Patients administered general anesthesia also had a longer LOS (spinal: 3.52, general: 4.27 days, P = 0.001) and were at higher odds for having an extended LOS (spinal: 3.77%, general: 8.68%, OR, 2.45, P = 0.021). In addition, general anesthesia was associated with higher rates of discharge to inpatient rehabilitation than spinal anesthesia (spinal: 3.77%, general: 10.94%, P = 0.003), representing an OR of 3.14.
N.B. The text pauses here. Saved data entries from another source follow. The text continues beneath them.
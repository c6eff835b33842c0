use clap::Parser;
use color_eyre::Result;
use std::path::PathBuf;

use swcache::commands::{self, Command};
use swcache::config::Config;
use swcache::logging;

#[derive(Parser, Debug)]
#[command(name = "swcache")]
#[command(about = "Offline asset cache and push notification worker")]
#[command(version)]
struct Args {
  /// Path to config file (default: ./swcache.yaml or $XDG_CONFIG_HOME/swcache/config.yaml)
  #[arg(short, long)]
  config: Option<PathBuf>,

  /// Keep the cache in memory for this run only
  #[arg(long)]
  ephemeral: bool,

  /// Write logs to this file instead of stderr
  #[arg(long)]
  log_file: Option<PathBuf>,

  #[command(subcommand)]
  command: Command,
}

#[tokio::main]
async fn main() -> Result<()> {
  color_eyre::install()?;

  let args = Args::parse();
  let _log_guard = logging::init(args.log_file.as_deref())?;

  // Load configuration
  let config = Config::load(args.config.as_deref())?;

  commands::execute(args.command, &config, args.ephemeral).await
}
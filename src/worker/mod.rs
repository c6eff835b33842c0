//! The offline asset cache worker: lifecycle, interception policy and event handlers.

pub mod handler;
pub mod lifecycle;
pub mod policy;
pub mod request;

pub use handler::{ClickOutcome, FetchDecision, ServiceWorker};
pub use lifecycle::{Lifecycle, LifecycleState};
pub use request::{Destination, Request, Response};
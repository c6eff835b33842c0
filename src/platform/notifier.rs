use color_eyre::{eyre::eyre, Result};
use std::sync::Mutex;
use tracing::info;

use super::Notifier;
use crate::push::Notification;

/// Notifier that logs notifications and keeps the currently visible ones.
#[derive(Default)]
pub struct LogNotifier {
  visible: Mutex<Vec<Notification>>,
}

impl LogNotifier {
  pub fn new() -> Self {
    Self::default()
  }

  /// Notifications shown and not yet closed, oldest first.
  pub fn visible(&self) -> Result<Vec<Notification>> {
    Ok(
      self
        .visible
        .lock()
        .map_err(|e| eyre!("Lock poisoned: {}", e))?
        .clone(),
    )
  }
}

impl Notifier for LogNotifier {
  fn show(&self, notification: &Notification) -> Result<()> {
    info!(
      title = %notification.title,
      body = %notification.body,
      url = %notification.target_url(),
      "Showing notification"
    );
    self
      .visible
      .lock()
      .map_err(|e| eyre!("Lock poisoned: {}", e))?
      .push(notification.clone());
    Ok(())
  }

  fn close(&self, notification: &Notification) -> Result<()> {
    let mut visible = self
      .visible
      .lock()
      .map_err(|e| eyre!("Lock poisoned: {}", e))?;
    if let Some(pos) = visible.iter().position(|n| n == notification) {
      visible.remove(pos);
    }
    Ok(())
  }
}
Postdischarge Complications

Readmissions and common complications that occurred within 90 days postdischarge are summarized in Table 4. No significant differences were found for 30-, 60-, and 90-day readmission rates between the spinal and general anesthesia cohorts. The most prevalent minor complications were the development of urinary tract infection (spinal: 1.51%, general: 1.13%, OR, 0.75, P = 0.722) and superficial surgical site infections (spinal: 1.13%, general: 1.51%, OR, 1.34, P = 0.715). The most prevalent major complication was revision surgery (spinal: 4.91%, general: 5.28%, OR, 1.09, P = 0.847). Ninety-day mortality in the overall cohort was low (<1%) and was not associated with either group. The aggregate total minor (spinal: 4.52%, general: 4.90%, OR, 1.09, P = 0.843) and major complication rates (spinal: 16.23%, general: 14.72%, OR, 0.89, P = 0.654) were not statistically different between the matched cohorts, which held for all individual complications as well.


Re-revisions for aseptic modes of failure were similar between the spinal and general anesthesia cohorts (spinal: 11.70%, general: 15.09%, P = 0.242). The most common etiologies for aseptic re-revision were aseptic loosening (spinal: 4.91%, general: 6.42%, P = 0.461), followed by instability (spinal: 3.02%, general: 3.40%, P = 0.803). Patients administered general anesthesia were found to be at higher odds for developing periprosthetic joint infection (spinal: 3.77%, general: 7.92%, OR, 2.20, P = 0.045); however, no statistical differences were observed in the incidence rate of acute and chronic infections between both cohorts (Table 5).